В техническом отношении общество оказалось отброшенным назад. Прекратилось каменное строительство, ибо некому и нечем было обрабатывать камень, и снова возобновилось деревянное, поэтому участились пожары. Исчезло производство стекла, поскольку перестали ввозить соду. В ремесле и сельском хозяйстве вновь стали применять примитивные орудия труда, что привело к отсталости в военном деле, и средневековая Европа долгое время остается безоружной против варварских вторжений.
Происходит и духовный регресс: уничтожено огромное количество произведений литературы, скульптуры, живописи. Появившиеся в период раннего Средневековья штрафы за совершенные проступки демонстрируют крайнюю степень падения нравов: пьянство, обжорство, разврат, насилие, которые совершаются на фоне упадка государственного управления и кризиса власти.
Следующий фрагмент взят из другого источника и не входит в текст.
//! End-to-end pipeline tests: schema text in, C text out.
//!
//! These check the emitted code's structure and contracts; nothing here
//! runs a C compiler.

use pretty_assertions::assert_eq;
use trunnel::compile;

fn braces_balance(text: &str) {
    let mut depth: i64 = 0;
    for c in text.chars() {
        match c {
            '{' => depth += 1,
            '}' => depth -= 1,
            _ => {}
        }
        assert!(depth >= 0, "unbalanced braces");
    }
    assert_eq!(depth, 0, "unbalanced braces");
}

fn no_template_leftovers(text: &str) {
    for artifact in ["{c_name}", "{name}", "{width}", "{expr}", "\\x20"] {
        assert!(
            !text.contains(artifact),
            "template artifact {artifact:?} leaked into output"
        );
    }
}

#[test]
fn integer_with_range_scenario() {
    let out = compile("struct r { u16 n IN [1..3, 9]; eos; }", "r", &[]).unwrap();
    // Two bytes required, else truncated (-2).
    assert!(out.module.contains("CHECK_REMAINING(2, truncated);"));
    assert!(out.module.contains(" truncated:\n  return -2;"));
    // Constraint violation is invalid input (-1).
    assert!(out
        .module
        .contains("if (! ((obj->n >= 1 && obj->n <= 3) || obj->n == 9))"));
    assert!(out.module.contains(" fail:\n  result = -1;\n  return result;"));
    // Network byte order both ways.
    assert!(out.module.contains("trunnel_ntohs(trunnel_get_uint16(ptr))"));
    assert!(out.module.contains("trunnel_set_uint16(ptr, trunnel_htons(obj->n));"));
    // Trailing data rejected.
    assert!(out.module.contains("if (remaining)\n    goto fail;"));
    braces_balance(&out.module);
    braces_balance(&out.header);
    no_template_leftovers(&out.module);
    no_template_leftovers(&out.header);
}

#[test]
fn byte_array_scenario() {
    let out = compile("struct b { u8 n; u8 body[n]; eos; }", "b", &[]).unwrap();
    // Parse: bounds-checked bulk copy sized by the width field.
    assert!(out.module.contains("CHECK_REMAINING(obj->n, truncated);"));
    assert!(out.module.contains("memcpy(obj->body.elts_, ptr, obj->n);"));
    // Encode: length consistency was already checked.
    assert!(out.module.contains("trunnel_assert(obj->n == elt_len);"));
    // Check ties the array length to the width field.
    assert!(out
        .module
        .contains("if (TRUNNEL_DYNARRAY_LEN(&obj->body) != obj->n)"));
    assert!(out.module.contains("return \"Length mismatch for body\";"));
    braces_balance(&out.module);
}

#[test]
fn tagged_union_with_length_scenario() {
    let out = compile(
        "struct u { u8 tag; u8 len; \
         union u[tag] with length len { \
           1: u32 x; \
           2: u8 y[..-0]; \
           default: ignore; \
         }; eos; }",
        "u",
        &[],
    )
    .unwrap();
    // The length field back-patches after the union is encoded.
    assert!(out.module.contains("uint8_t *backptr_len = NULL;"));
    assert!(out.module.contains("backptr_len = ptr;"));
    assert!(out
        .module
        .contains("trunnel_set_uint8(backptr_len, (written - written_before_union));"));
    // Overflow of the length field is a check failure, guarded for
    // widths narrower than size_t.
    assert!(out.module.contains("#if UINT8_MAX < SIZE_MAX"));
    assert!(out
        .module
        .contains("if (written - written_before_union > UINT8_MAX)"));
    // Parse constrains the extent and requires it fully consumed.
    assert!(out.module.contains("remaining_after = remaining - obj->len;"));
    assert!(out.module.contains("remaining = obj->len;"));
    assert!(out.module.contains("if (remaining != 0)"));
    // Unknown tags hit the written default, which skips the extent.
    assert!(out.module.contains("default:"));
    assert!(out.module.contains("ptr += remaining; remaining = 0;"));
    braces_balance(&out.module);
}

#[test]
fn leftover_bytes_scenario() {
    let out = compile("struct l { u8 xs[..-2]; u16 trailer; }", "l", &[]).unwrap();
    // Parse: reserve exactly two bytes past the array.
    assert!(out.module.contains("remaining_after = 2;"));
    assert!(out.module.contains("remaining = remaining - 2;"));
    // Encode: clamp avail at the boundary and demand exact consumption.
    assert!(out.module.contains("avail = written + 2;"));
    assert!(out.module.contains("enforce_avail = 1;"));
    assert!(out.module.contains("if (enforce_avail && avail != written)"));
    // Past the boundary, a shortfall with a sufficient original buffer
    // means the object can never encode: -1, not -2.
    assert!(out.module.contains("if (avail_orig - written < 2)"));
    braces_balance(&out.module);
}

#[test]
fn cycle_rejection_scenario() {
    let err = compile(
        "struct a { struct b b_member; } struct b { struct a a_member; }",
        "t",
        &[],
    )
    .unwrap_err();
    let msg = err.to_string();
    assert!(
        msg.contains("There is a cycle in the a structure")
            || msg.contains("There is a cycle in the b structure"),
        "{msg}"
    );
}

#[test]
fn duplicate_tag_rejection_scenario() {
    let err = compile(
        "struct u { u8 t; union v[t] { 1..5: u8 a; 3: u8 b; default: fail; }; }",
        "t",
        &[],
    )
    .unwrap_err();
    assert_eq!(err.to_string(), "Duplicate tag values in u.v");
}

#[test]
fn kitchen_sink_compiles_cleanly() {
    let schema = r#"
        const VERSION = 3;
        const N_WORDS = 4;

        context conn {
          u8 proto;
        }

        extern struct handshake with context conn;

        /** A fixed-size record. */
        struct coords {
          u16 x;
          u16 y;
        }

        struct packet with context conn {
          u8 version IN [VERSION];
          u8 kind;
          u8 n_coords;
          u16 len;
          @ptr start_of_body;
          char magic[8];
          u32 words[N_WORDS];
          nulterm label;
          struct coords origin;
          struct coords path[n_coords];
          union body[kind] with length len {
            1: u32 value;
            2: nulterm text;
            3: struct handshake hs;
            default: ignore;
          };
          u8 rest[];
        }
    "#;
    let out = compile(schema, "packet", &[]).unwrap();

    // Topological order: coords precedes packet in both files.
    let coords_pos = out.module.find("coords_parse_into").unwrap();
    let packet_pos = out.module.find("packet_parse_into").unwrap();
    assert!(coords_pos < packet_pos);

    // Contexts thread through every generated signature.
    assert!(out.header.contains(
        "ssize_t packet_parse(packet_t **output, const uint8_t *input, const size_t len_in, const conn_t *conn_ctx);"
    ));
    // The extern struct resolves to prototypes in the module.
    assert!(out.module.contains("typedef struct handshake_st handshake_t;"));
    assert!(out
        .module
        .contains("result = handshake_parse(&obj->body_hs, ptr, remaining, conn_ctx);"));

    // Fixed char arrays reserve a NUL byte.
    assert!(out.header.contains("char magic[8+1];"));
    // Constant-width arrays stay symbolic.
    assert!(out.header.contains("uint32_t words[N_WORDS];"));
    assert!(out.module.contains("CHECK_REMAINING(4 * N_WORDS, truncated);"));
    // Position members snapshot the cursor and emit nothing.
    assert!(out.module.contains("obj->start_of_body = ptr;"));
    // Struct arrays parse in a loop.
    assert!(out
        .module
        .contains("result = coords_parse(&obj->path[idx], ptr, remaining);"));

    braces_balance(&out.header);
    braces_balance(&out.module);
    no_template_leftovers(&out.header);
    no_template_leftovers(&out.module);
}

#[test]
fn determinism_across_runs() {
    let schema = "struct zz { u8 a; } struct aa { u8 b; } struct mm { struct zz z; struct aa a; }";
    let first = compile(schema, "d", &[]).unwrap();
    for _ in 0..5 {
        let again = compile(schema, "d", &[]).unwrap();
        assert_eq!(first.header, again.header);
        assert_eq!(first.module, again.module);
    }
    // Tie-break by name: aa before zz even though zz was written first.
    let aa = first.module.find("aa_parse_into").unwrap();
    let zz = first.module.find("zz_parse_into").unwrap();
    assert!(aa < zz);
}

#[test]
fn opaque_options_change_header_only_guards() {
    let plain = compile("struct s { u8 x; }", "s", &[]).unwrap();
    assert!(plain
        .header
        .contains("#if !defined(TRUNNEL_OPAQUE) && !defined(TRUNNEL_OPAQUE_S)"));

    let opaque = compile("struct s { u8 x; }", "s", &["opaque".to_string()]).unwrap();
    assert!(opaque.header.contains("#if defined(TRUNNEL_EXPOSE_S_)"));
    assert!(opaque.module.contains("#define TRUNNEL_EXPOSE_S_"));

    let very = compile("struct s { u8 x; }", "s", &["very_opaque".to_string()]).unwrap();
    assert!(!very.header.contains("uint8_t x;"));
    // The layout moves into the module.
    assert!(very.module.contains("uint8_t x;"));
    assert!(very.module.contains("struct s_st {"));
}

#[test]
fn conflicting_options_rejected() {
    let err = compile(
        "struct s { u8 x; }",
        "s",
        &["opaque".to_string(), "very_opaque".to_string()],
    )
    .unwrap_err();
    assert_eq!(err.to_string(), "can't use both 'opaque' and 'very_opaque'");
}

#[test]
fn zero_length_var_array_parse_has_no_element_work() {
    // A zero width field must be accepted: the memcpy is guarded.
    let out = compile("struct s { u8 n; u8 body[n]; }", "s", &[]).unwrap();
    assert!(out.module.contains("if (obj->n)\n    memcpy(obj->body.elts_, ptr, obj->n);"));
}

#[test]
fn docstrings_carry_into_header() {
    let out = compile(
        "/** One record. */ struct rec { /** Its tag. */ u8 tag; }",
        "rec",
        &[],
    )
    .unwrap();
    assert!(out.header.contains("/** One record. */"));
    assert!(out.header.contains("/** Its tag. */"));
}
В этом хаосе христианская церковь, с одной стороны, стала объединяющим и организующим началом. Монастыри оказались бастионами культуры среди всеобщего невежества, охраняя и сохраняя остатки античной культуры и особенно литературный язык. В монастырских библиотеках хранились драгоценные старинные рукописи, в скрипториях (лат. scriptorius “писчий”) они переписывались и возобновлялись, преподавание в школах велось на латыни, ставшей языком науки. Долгое время лишь при церквях и монастырях были учебные заведения, сохранявшие “ученую книжность”.
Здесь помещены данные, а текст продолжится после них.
//! Recursive-descent parser for the schema language.
//!
//! Consumes the token stream from [`super::lexer`] and produces a
//! [`File`]. Inline struct declarations are lifted out of their
//! containing struct and appended to the file's declaration list, in
//! source order. Length clauses on unions and `[..-K]` arrays desugar
//! into length-constrained members here, so later stages only ever see
//! the canonical member forms.

use crate::models::ast::*;
use crate::models::error::SchemaError;
use crate::services::lexer::{Lexer, Token, TokenKind};

/// Tokenize and parse a whole schema file.
pub fn parse_schema(input: &str) -> Result<File, SchemaError> {
    let tokens = Lexer::new(input).tokenize()?;
    SchemaParser::new(tokens).parse_file()
}

pub struct SchemaParser {
    tokens: Vec<Token>,
    pos: usize,
    /// Struct declarations found inline in member position, lifted to
    /// top level once the file is fully parsed.
    lingering: Vec<StructDecl>,
}
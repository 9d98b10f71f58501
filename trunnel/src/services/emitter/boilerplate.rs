//! Fixed file preambles and the embedded runtime support files.
//!
//! Every generated module includes `trunnel-impl.h`, which supplies the
//! byte-order helpers, dynamic-array macros, and allocator shims the
//! emitted bodies rely on. The runtime sources ship embedded in the
//! binary and are written out next to the generated code on request.

use std::path::Path;

use crate::models::ast::File;

pub const VERSION: &str = env!("CARGO_PKG_VERSION");

pub const HEADER_FOOTER: &str = "\n#endif\n";

const RUNTIME_FILES: &[(&str, &str)] = &[
    ("trunnel.h", include_str!("../../../runtime/trunnel.h")),
    ("trunnel-impl.h", include_str!("../../../runtime/trunnel-impl.h")),
    ("trunnel.c", include_str!("../../../runtime/trunnel.c")),
];

/// Include-guard macro derived from the header file name.
pub fn guard_macro(h_fname: &str) -> String {
    let mangled: String = h_fname
        .chars()
        .map(|c| {
            if c.is_ascii_alphanumeric() {
                c.to_ascii_uppercase()
            } else {
                '_'
            }
        })
        .collect();
    format!("TRUNNEL_{mangled}")
}

/// Identifier-safe rendering of the module name, used to name the
/// static-analyzer dead-code dummy.
fn csafe_name(c_fname: &str) -> String {
    Path::new(c_fname)
        .file_name()
        .and_then(|n| n.to_str())
        .unwrap_or(c_fname)
        .chars()
        .filter(|c| c.is_ascii_alphabetic())
        .collect()
}

pub fn header_preamble(h_fname: &str) -> String {
    let guard = guard_macro(h_fname);
    format!(
        "/* {h_fname} -- generated by trunnel v{VERSION}.\n\
         \x20* You probably shouldn't edit this file.\n\
         \x20*/\n\
         #ifndef {guard}\n\
         #define {guard}\n\
         \n\
         #include <stdint.h>\n\
         #include \"trunnel.h\"\n\
         \n"
    )
}

pub fn module_preamble(file: &File, order: &[String], h_fname: &str, c_fname: &str) -> String {
    let csafe = csafe_name(c_fname);
    let mut expose = String::new();
    if file.has_option("opaque") {
        for name in order {
            expose.push_str(&format!(
                "#define TRUNNEL_EXPOSE_{}_\n",
                name.to_uppercase()
            ));
        }
    }
    format!(
        "/* {c_fname} -- generated by trunnel v{VERSION}.\n\
         \x20* You probably shouldn't edit this file.\n\
         \x20*/\n\
         #include <stdlib.h>\n\
         #include \"trunnel-impl.h\"\n\
         {expose}#include \"{h_fname}\"\n\
         \n\
         #define TRUNNEL_SET_ERROR_CODE(obj) \\\n\
         \x20 do {{                              \\\n\
         \x20   (obj)->trunnel_error_code_ = 1; \\\n\
         \x20 }} while (0)\n\
         \n\
         #if defined(__COVERITY__) || defined(__clang_analyzer__)\n\
         /* If we're running a static analysis tool, we don't want it to complain\n\
         \x20* that some of our remaining-bytes checks are dead-code. */\n\
         int {csafe}_deadcode_dummy__ = 0;\n\
         #define OR_DEADCODE_DUMMY || {csafe}_deadcode_dummy__\n\
         #else\n\
         #define OR_DEADCODE_DUMMY\n\
         #endif\n\
         \n\
         #define CHECK_REMAINING(nbytes, label)                           \\\n\
         \x20 do {{                                                           \\\n\
         \x20   if (remaining < (nbytes) OR_DEADCODE_DUMMY) {{                \\\n\
         \x20     goto label;                                                \\\n\
         \x20   }}                                                            \\\n\
         \x20 }} while (0)\n\
         \n"
    )
}

/// Write the runtime support files into `target_dir`.
pub fn write_runtime_files(target_dir: &Path) -> std::io::Result<()> {
    std::fs::create_dir_all(target_dir)?;
    for (name, content) in RUNTIME_FILES {
        let banner = format!("/* {name} -- copied from trunnel v{VERSION} */\n");
        std::fs::write(target_dir.join(name), format!("{banner}{content}"))?;
    }
    Ok(())
}

#[cfg(test)]
mod tests {
    use super::*;

    #[test]
    fn test_guard_macro() {
        assert_eq!(guard_macro("foo.h"), "TRUNNEL_FOO_H");
        assert_eq!(guard_macro("wire-format.h"), "TRUNNEL_WIRE_FORMAT_H");
    }

    #[test]
    fn test_csafe_name_strips_nonalpha() {
        assert_eq!(csafe_name("wire2.c"), "wirec");
        assert_eq!(csafe_name("dir/cell.c"), "cellc");
    }

    #[test]
    fn test_header_preamble_has_guard() {
        let text = header_preamble("cell.h");
        assert!(text.contains("#ifndef TRUNNEL_CELL_H"));
        assert!(text.contains("#define TRUNNEL_CELL_H"));
        assert!(text.contains("#include \"trunnel.h\""));
    }

    #[test]
    fn test_module_preamble_expose_defines() {
        let mut file = File::default();
        file.options.push("opaque".into());
        let order = vec!["cell".to_string()];
        let text = module_preamble(&file, &order, "cell.h", "cell.c");
        assert!(text.contains("#define TRUNNEL_EXPOSE_CELL_"));
        assert!(text.contains("#define CHECK_REMAINING(nbytes, label)"));
        // The expose define must come before the header include.
        let expose = text.find("TRUNNEL_EXPOSE_CELL_").unwrap();
        let include = text.find("#include \"cell.h\"").unwrap();
        assert!(expose < include);
    }

    #[test]
    fn test_runtime_files_written() {
        let dir = tempfile::tempdir().unwrap();
        write_runtime_files(dir.path()).unwrap();
        for name in ["trunnel.h", "trunnel-impl.h", "trunnel.c"] {
            let text = std::fs::read_to_string(dir.path().join(name)).unwrap();
            assert!(text.starts_with(&format!("/* {name} -- copied from trunnel")));
        }
    }
}
struct Checker {
    const_values: FxHashMap<String, u64>,
    /// Declared and extern structure names; context names live apart.
    struct_names: FxHashSet<String>,
    context_names: FxHashSet<String>,
    /// Integer fields of each context, by name, with widths.
    context_fields: FxHashMap<String, FxHashMap<String, u8>>,
    /// Direct dependencies of each declaration (contained structs plus
    /// declared contexts).
    struct_uses: FxHashMap<String, FxHashSet<String>>,
    struct_contexts: FxHashMap<String, FxHashSet<String>>,
    extern_names: FxHashSet<String>,
}

impl Checker {
    /// Pass 1: global name tables. Duplicate names and conflicting
    /// options fail here.
    fn collect(file: &File) -> Result<Self, SchemaError> {
        if file.has_option("opaque") && file.has_option("very_opaque") {
            return Err(SchemaError::semantic(
                "can't use both 'opaque' and 'very_opaque'",
            ));
        }

        let mut const_values = FxHashMap::default();
        for c in &file.constants {
            if const_values.insert(c.name.clone(), c.value).is_some() {
                return Err(SchemaError::semantic(format!(
                    "duplicate constant name {}",
                    c.name
                )));
            }
        }

        let mut struct_names = FxHashSet::default();
        let mut context_names = FxHashSet::default();
        let mut context_fields = FxHashMap::default();
        let mut struct_uses = FxHashMap::default();
        let mut struct_contexts = FxHashMap::default();
        let mut extern_names = FxHashSet::default();

        for es in &file.extern_structs {
            if !struct_names.insert(es.name.clone()) {
                return Err(SchemaError::semantic(format!(
                    "duplicate structure name {}",
                    es.name
                )));
            }
            extern_names.insert(es.name.clone());
            struct_uses.insert(es.name.clone(), FxHashSet::default());
            struct_contexts.insert(
                es.name.clone(),
                es.context_list.iter().cloned().collect(),
            );
        }

        for d in &file.declarations {
            if struct_names.contains(&d.name) || context_names.contains(&d.name) {
                return Err(SchemaError::semantic(format!(
                    "duplicate structure name {}",
                    d.name
                )));
            }
            if d.is_context {
                context_names.insert(d.name.clone());
                let fields = d
                    .members
                    .iter()
                    .filter_map(|m| match &m.kind {
                        MemberKind::Int(im) => Some((im.name.clone(), im.ty.width)),
                        _ => None,
                    })
                    .collect();
                context_fields.insert(d.name.clone(), fields);
            } else {
                struct_names.insert(d.name.clone());
            }
        }

        Ok(Self {
            const_values,
            struct_names,
            context_names,
            context_fields,
            struct_uses,
            struct_contexts,
            extern_names,
        })
    }

    /// Pass 2: walk one declaration's members in order.
    fn check_struct(&mut self, decl: &mut StructDecl) -> Result<(), SchemaError> {
        for ctx in &decl.context_list {
            if !self.context_names.contains(ctx) {
                return Err(SchemaError::semantic(format!(
                    "Unrecognized context {} in {}",
                    ctx, decl.name
                )));
            }
        }

        let mut walk = StructWalk {
            checker: self,
            struct_name: decl.name.clone(),
            context_list: decl.context_list.clone(),
            field_names: FxHashSet::default(),
            int_fields: FxHashMap::default(),
            usage: FxHashMap::default(),
            uses: decl.context_list.iter().cloned().collect(),
            len_depth: 0,
            member_prefix: String::new(),
        };
        walk.members(&mut decl.members)?;

        decl.referenced_int_fields = walk.usage.keys().cloned().collect();
        let uses = walk.uses;
        self.struct_uses.insert(decl.name.clone(), uses);
        self.struct_contexts.insert(
            decl.name.clone(),
            decl.context_list.iter().cloned().collect(),
        );
        Ok(())
    }

    /// Passes 3 and 4: cycle detection, context consistency, and the
    /// deterministic topological sort.
    fn finish(self) -> Result<Vec<String>, SchemaError> {
        let mut closure = self.struct_uses.clone();

        // Reflexive-transitive closure by fixed point: keep folding each
        // node's successors' successor-sets into it until nothing grows.
        loop {
            let mut changed = false;
            let names: Vec<String> = closure.keys().cloned().collect();
            for name in &names {
                let direct: Vec<String> = closure[name].iter().cloned().collect();
                let mut additions: Vec<String> = Vec::new();
                for used in &direct {
                    if let Some(transitive) = closure.get(used) {
                        for t in transitive {
                            if !closure[name].contains(t) {
                                additions.push(t.clone());
                            }
                        }
                    }
                }
                if !additions.is_empty() {
                    changed = true;
                    closure.get_mut(name).unwrap().extend(additions);
                }
            }
            if !changed {
                break;
            }
        }

        let mut names: Vec<&String> = closure.keys().collect();
        names.sort();
        for name in &names {
            if closure[*name].contains(*name) {
                return Err(SchemaError::semantic(format!(
                    "There is a cycle in the {name} structure"
                )));
            }
        }

        let empty = FxHashSet::default();
        for name in &names {
            let own_contexts = self.struct_contexts.get(*name).unwrap_or(&empty);
            let mut used: Vec<&String> = closure[*name].iter().collect();
            used.sort();
            for u in used {
                let needed = self.struct_contexts.get(u).unwrap_or(&empty);
                let mut missing: Vec<&String> =
                    needed.difference(own_contexts).collect();
                if !missing.is_empty() {
                    missing.sort();
                    let list = missing
                        .iter()
                        .map(|s| s.as_str())
                        .collect::<Vec<_>>()
                        .join(",");
                    return Err(SchemaError::semantic(format!(
                        "{name} contains {u}, which uses contexts ({list}), \
                         but {name} does not use those contexts."
                    )));
                }
            }
        }

        // Kahn-style elimination over the direct-dependency map; ties
        // broken by name so two runs emit identical output.
        let mut remaining = self.struct_uses;
        let mut removed: FxHashSet<String> = FxHashSet::default();
        let mut order = Vec::new();
        while !remaining.is_empty() {
            for uses in remaining.values_mut() {
                uses.retain(|u| !removed.contains(u));
            }
            let mut ready: Vec<String> = remaining
                .iter()
                .filter(|(_, uses)| uses.is_empty())
                .map(|(name, _)| name.clone())
                .collect();
            ready.sort();
            debug_assert!(!ready.is_empty());
            for name in &ready {
                remaining.remove(name);
                removed.insert(name.clone());
            }
            order.extend(ready);
        }

        Ok(order
            .into_iter()
            .filter(|n| !self.extern_names.contains(n))
            .collect())
    }

    fn expand_constant(&self, name: &str, containing: &str) -> Result<u64, SchemaError> {
        self.const_values.get(name).copied().ok_or_else(|| {
            SchemaError::semantic(format!(
                "Unrecognized constant {name} in {containing}"
            ))
        })
    }

    fn resolve_bound(&self, bound: &Bound, containing: &str) -> Result<u64, SchemaError> {
        match bound {
            Bound::Lit(v) => Ok(*v),
            Bound::Const(name) => self.expand_constant(name, containing),
        }
    }

    /// Check a list of inclusive ranges against `maximum`, returning the
    /// resolved numeric ranges in input order.
    fn check_integer_list(
        &self,
        ranges: &[IntRange],
        maximum: u64,
        containing: &str,
    ) -> Result<Vec<(u64, u64)>, SchemaError> {
        let mut resolved = Vec::with_capacity(ranges.len());
        for range in ranges {
            let lo = self.resolve_bound(&range.lo, containing)?;
            let hi = self.resolve_bound(&range.hi, containing)?;
            if lo > hi {
                return Err(SchemaError::semantic(format!(
                    "Bad range in {containing}"
                )));
            }
            if lo > maximum || hi > maximum {
                let v = if lo > maximum { lo } else { hi };
                return Err(SchemaError::semantic(format!(
                    "Tag value {v} out of range in {containing}"
                )));
            }
            resolved.push((lo, hi));
        }
        Ok(resolved)
    }
}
С другой стороны, церковь внесла свою лепту в разрушение культуры прошлого. Мы уже говорили об уничтожении научного центра и библиотеки в Александрии, запрещении многих античных традиций. В 415 году монахи-фанатики зверски растерзали преподавательницу математики из Александрии — Гипатию, а в 529 году была закрыта выросшая из Платоновской Академии Афинская школа.
Итак, бывшая Римская империя разлетелась на мелкие осколки варварских государств, из которых то одно, то другое расцветает на краткий период времени, сияя отраженным блеском былого Римского величия. Первым из них стало государство франков, империя Карла Великого, христианнейшего властителя, насаждавшего христианство огнем и мечом. Он собрал вокруг себя блестящий двор, пригласив к нему лучших ученых, поэтов, политических деятелей. Именно благодаря его усилиям Западная Европа стала передовым регионом по сравнению даже с Византией. Империя Карла Великого занимала обширную территорию, управлялась обученными администраторами, образованными советниками. Государственные указы стали доводиться до сведения подданных не глашатаями, как прежде, а в письменной форме.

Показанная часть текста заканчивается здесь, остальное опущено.